Indian cricketer and coach

Lalchand Sitaram Rajput; (born 18 December 1961) is an Indian cricket coach and former cricketer. He was appointed head coach of the United Arab Emirates national cricket team in 2024.

Rajput played in two Tests and four ODIs from 1985 to 1987. He took up coaching after the conclusion of his playing career and has also held administrative positions with the Mumbai Cricket Association. He has served as head coach of India (2007–2008), Afghanistan (2016–2017), Zimbabwe (2018–2022) and the United Arab Emirates (2024–present). He was appointed Manager of the Indian team at the 2007 ICC World Twenty20, which he led the team to be the maiden champions of the tournament.

== Playing career ==

Rajput had a distinguished career as an opening batsman for Bombay, and at one time was considered one of the best openers in India after Sunil Gavaskar. However, he did not translate his promise and success at the domestic level to the international arena, in the limited opportunities he had. He was an occasional off-spinner.

==Coaching career ==

Rajput attended a coaching clinic held at Bangalore in April 2007. He was coach of Under-19 Indian Cricket Team during the tour of England. Rajput was appointed as the manager of the World Cup winning Indian cricket team for the 2007 Twenty20 World Championship held in South Africa.

Rajput was the coach of the Mumbai Indians in the Indian Premier League 2008. He was caught on camera laughing when Harbhajan Singh slapped Sreesanth after a match between Mumbai Indians and Kings XI Punjab. The BCCI stated that it was shameful that Rajput was laughing on witnessing the incident. It was expected that BCCI would take strong action against Rajput.

In June 2016, Rajput was named as head coach of Afghanistan's national team, replacing Pakistan's Inzamam ul Haq; during his spell in charge, they defeated West Indies in a one-day international at Gros Islet and were promoted to full membership of the International Cricket Council. But the Afghan board ended his contract in August 2017; he was later replaced by Phil Simmons..

In May 2018, he was named as the interim head coach of the Zimbabwe national cricket team. In August 2018, he was appointed to the role on a permanent basis. In June 2019, he was named as the coach of the Winnipeg Hawks franchise team for the 2019 Global T20 Canada tournament.
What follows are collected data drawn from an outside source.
//! Stack navigation.
//!
//! - [`stack`]: the history-ordered [`NavigationStack`] and the [`Navigator`]
//!   capability handed to its screens
//! - [`navigation_bar`]: the data contract consumed by navigation bar chrome
//! - [`navigator`]: the [`StackNavigator`] shell that keeps the bar in sync
//!   with the active screen

pub mod navigation_bar;
pub mod navigator;
pub mod stack;

pub use navigation_bar::{NavigationBar, NavigationBarState, NavigationDescription};
pub use navigator::StackNavigator;
pub use stack::{NavigationStack, Navigator, PopOptions};
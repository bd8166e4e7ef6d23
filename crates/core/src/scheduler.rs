//! Deferred work for the single-threaded event loop.
//!
//! Controllers mutate their sequence synchronously, but anything that must
//! observe the *settled* result of an update (direction inference, the
//! "active view changed" notification) is pushed onto the [`Scheduler`] and
//! runs once the current unit of work has returned to the loop.

use std::cell::RefCell;
use std::collections::VecDeque;
use std::fmt;
use std::rc::Rc;

type Task = Box<dyn FnOnce()>;

/// FIFO queue of tasks that run after the current unit of work.
///
/// Cloning a `Scheduler` yields another handle to the same queue.
#[derive(Clone, Default)]
pub struct Scheduler {
    tasks: Rc<RefCell<VecDeque<Task>>>,
}

impl Scheduler {
    pub fn new() -> Self {
        Self::default()
    }

    /// Queues `task` to run on the next call to [`run_until_idle`](Self::run_until_idle).
    pub fn defer<F>(&self, task: F)
    where
        F: FnOnce() + 'static,
    {
        self.tasks.borrow_mut().push_back(Box::new(task));
    }

    /// Runs queued tasks, including tasks queued by the tasks themselves,
    /// until the queue is empty. Returns how many tasks ran.
    pub fn run_until_idle(&self) -> usize {
        let mut count = 0;

        loop {
            let task = self.tasks.borrow_mut().pop_front();
            let Some(task) = task else {
                break;
            };

            task();
            count += 1;
        }

        if count > 0 {
            tracing::trace!(count, "scheduler drained");
        }

        count
    }

    pub fn is_idle(&self) -> bool {
        self.tasks.borrow().is_empty()
    }

    pub fn len(&self) -> usize {
        self.tasks.borrow().len()
    }

    pub fn is_empty(&self) -> bool {
        self.is_idle()
    }
}

impl fmt::Debug for Scheduler {
    fn fmt(&self, f: &mut fmt::Formatter<'_>) -> fmt::Result {
        f.debug_struct("Scheduler")
            .field("pending", &self.len())
            .finish()
    }
}
use crate::context::Context;
use crate::scheduler::Scheduler;
use crate::view::view_controller::{
    prepare_view_controller, ViewControllerId, ViewControllerRecord, ViewControllerSpec,
    ViewControllers,
};
use crate::view::view_manager::{TransitionRequest, ViewManager};
use crate::view::{
    Capability, Component, Event, Hub, Id, Props, SavedState, Screen, ScrollableFactory,
    Transition, ID_FEEDER,
};
use std::cell::RefCell;
use std::fmt;
use std::rc::{Rc, Weak};

/// Flags shared by every pop operation.
#[derive(Debug, Clone, Copy, PartialEq, Eq)]
pub struct PopOptions {
    /// Reveal the target with a backward animation instead of switching instantly.
    pub animated: bool,
    /// Emit [`Event::Popped`] once the transition has been requested.
    ///
    /// Pops triggered in reaction to chrome (a back button that already knows
    /// it went back) turn this off to avoid feeding the notification back.
    pub acknowledge: bool,
}

impl Default for PopOptions {
    fn default() -> Self {
        PopOptions {
            animated: true,
            acknowledge: true,
        }
    }
}

impl PopOptions {
    pub fn animated(animated: bool) -> Self {
        PopOptions {
            animated,
            ..Default::default()
        }
    }

    pub fn unacknowledged(self) -> Self {
        PopOptions {
            acknowledge: false,
            ..self
        }
    }
}

struct StackState {
    view_controllers: ViewControllers,
    /// Sequence length seen by the last settle.
    settled_len: usize,
    settle_pending: bool,
}

pub(crate) struct StackShared {
    id: Id,
    name: String,
    root: ViewControllerId,
    state: RefCell<StackState>,
    host: RefCell<ViewManager>,
    hub: Hub,
    scheduler: Scheduler,
    scrollable_factory: ScrollableFactory,
}

/// An ordered history of view controllers.
///
/// Index 0 is the root, which is never removed; the last record is the
/// screen on display once pending transitions have settled. Every mutation
/// follows the same order: the transition is requested from the
/// [`ViewManager`] first (so it still sees the records being left), then the
/// sequence is committed, then listeners are notified. The direction of the
/// resulting update is inferred once per scheduler tick by comparing the
/// committed length with the length at the previous settle, so several
/// operations issued in one tick produce a single [`Event::ViewChanged`].
///
/// Cloning yields another handle to the same stack.
#[derive(Clone)]
pub struct NavigationStack {
    shared: Rc<StackShared>,
}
In March 2022, Zimbabwe Cricket extended Rajput's contract and he served Zimbabwe up until early June 2022. Following the conclusion of Zimbabwe's home series against Afghanistan, he was replaced by Dave Houghton as the new head coach of Zimbabwe.

Rajput was appointed head coach of the United Arab Emirates national cricket team in February 2024. He signed a three-year contract with the 2024 ICC Men's T20 World Cup as his first major tournament in charge of the team.